The intrusion of the Abbasids into the story shortly after Ibn al-Zubayr’s defeat, not only as “reformers” but as rebels who capture more than half of the Empire, is bewildering. It is not just that this did not happen—the Abbasid uprising began in 747 AD and prevailed in 750—but I found it impossible to track exactly what Gibson is claiming happened. Perhaps somebody else can make out whether the map above—which in reality represents the situation after 750—is supposed to have happened in the 690s or nearer 710. I watched multiple times and could not. It is clear that Gibson is claiming the Abbasid triumph over the “Umayyad traditionalists” came about as the culmination of a long post-Ibn al-Zubayr struggle over the qibla, the implication being that the Umayyad-Abbasid war lasted somewhere between about forty and nearly sixty years.

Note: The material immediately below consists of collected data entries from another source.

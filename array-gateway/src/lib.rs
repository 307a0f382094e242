//! Array Object Gateway
//!
//! The contract between the CSI controller and a block-storage array's
//! management API, together with the array object model and an in-memory
//! implementation used by tests and by the driver when no array is attached.

pub mod error;
pub mod gateway;
pub mod simulator;
pub mod types;

pub use error::{ArrayError, Result};
pub use gateway::ArrayGateway;
pub use simulator::{Inventory, JobBehavior, Operation, SimulatedArray};
pub use types::*;
use thiserror::Error;

use crate::types::ObjectKind;

#[derive(Error, Debug)]
pub enum ArrayError {
    #[error("{kind} '{id}' not found on array {array_id}")]
    NotFound {
        array_id: String,
        kind: ObjectKind,
        id: String,
    },

    #[error("{kind} '{id}' already exists on array {array_id}")]
    AlreadyExists {
        array_id: String,
        kind: ObjectKind,
        id: String,
    },

    #[error("array {0} is not known to the management endpoint")]
    UnknownArray(String),

    #[error("no session established for array {0}")]
    NotLoggedIn(String),

    #[error("array {array_id} is busy: {message}")]
    Busy { array_id: String, message: String },

    #[error("array management endpoint unavailable: {0}")]
    Unavailable(String),

    #[error("array {array_id} rejected request: {message}")]
    Rejected { array_id: String, message: String },

    #[error("job {job_id} failed: {message}")]
    JobFailed { job_id: String, message: String },

    #[error("failed to load array inventory: {0}")]
    Inventory(String),
}

impl ArrayError {
    pub fn not_found(array_id: &str, kind: ObjectKind, id: &str) -> Self {
        ArrayError::NotFound {
            array_id: array_id.to_string(),
            kind,
            id: id.to_string(),
        }
    }

    pub fn already_exists(array_id: &str, kind: ObjectKind, id: &str) -> Self {
        ArrayError::AlreadyExists {
            array_id: array_id.to_string(),
            kind,
            id: id.to_string(),
        }
    }

    pub fn rejected(array_id: &str, message: impl Into<String>) -> Self {
        ArrayError::Rejected {
            array_id: array_id.to_string(),
            message: message.into(),
        }
    }

    /// Transient failures that may succeed when the same call is repeated.
    pub fn is_retryable(&self) -> bool {
        matches!(
            self,
            ArrayError::Busy { .. } | ArrayError::Unavailable(_) | ArrayError::NotLoggedIn(_)
        )
    }

    pub fn is_not_found(&self) -> bool {
        matches!(self, ArrayError::NotFound { .. })
    }

    /// True when the missing object is of the given kind.
    pub fn is_missing(&self, expected: ObjectKind) -> bool {
        matches!(self, ArrayError::NotFound { kind, .. } if *kind == expected)
    }
}

pub type Result<T> = std::result::Result<T, ArrayError>;

#[cfg(test)]
mod tests {
    use super::*;

    #[test]
    fn test_retryable_classification() {
        assert!(
            ArrayError::Busy {
                array_id: "000197900046".to_string(),
                message: "locked".to_string()
            }
            .is_retryable()
        );
        assert!(ArrayError::Unavailable("timeout".to_string()).is_retryable());
        assert!(!ArrayError::rejected("000197900046", "bad size").is_retryable());
        assert!(!ArrayError::not_found("000197900046", ObjectKind::Volume, "00501").is_retryable());
    }

    #[test]
    fn test_not_found_message_names_object() {
        let err = ArrayError::not_found("000197900046", ObjectKind::StorageGroup, "csi-TST-SG");
        assert!(err.is_not_found());
        assert!(err.is_missing(ObjectKind::StorageGroup));
        assert!(!err.is_missing(ObjectKind::Volume));
        assert_eq!(
            err.to_string(),
            "storage group 'csi-TST-SG' not found on array 000197900046"
        );
    }
}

In terms of using the story about Uthman posting notices in Medina as evidence for a qibla struggle in the first half of the eighth century, there is a problem within Gibson’s own narrative: Medina was supposedly under Abbasid occupation at this point; how and why an Umayyad Caliph would be doing anything there is not clear. More to the point, Uthman ruled, according to Tradition, between 644 and 656—nearly a century before this alleged kerfuffle over the qibla. It might seem like nitpicking to add that Uthman was not an Umayyad, but one of the pre-Umayyad Rashidun (Rightly-Guided) Caliphs.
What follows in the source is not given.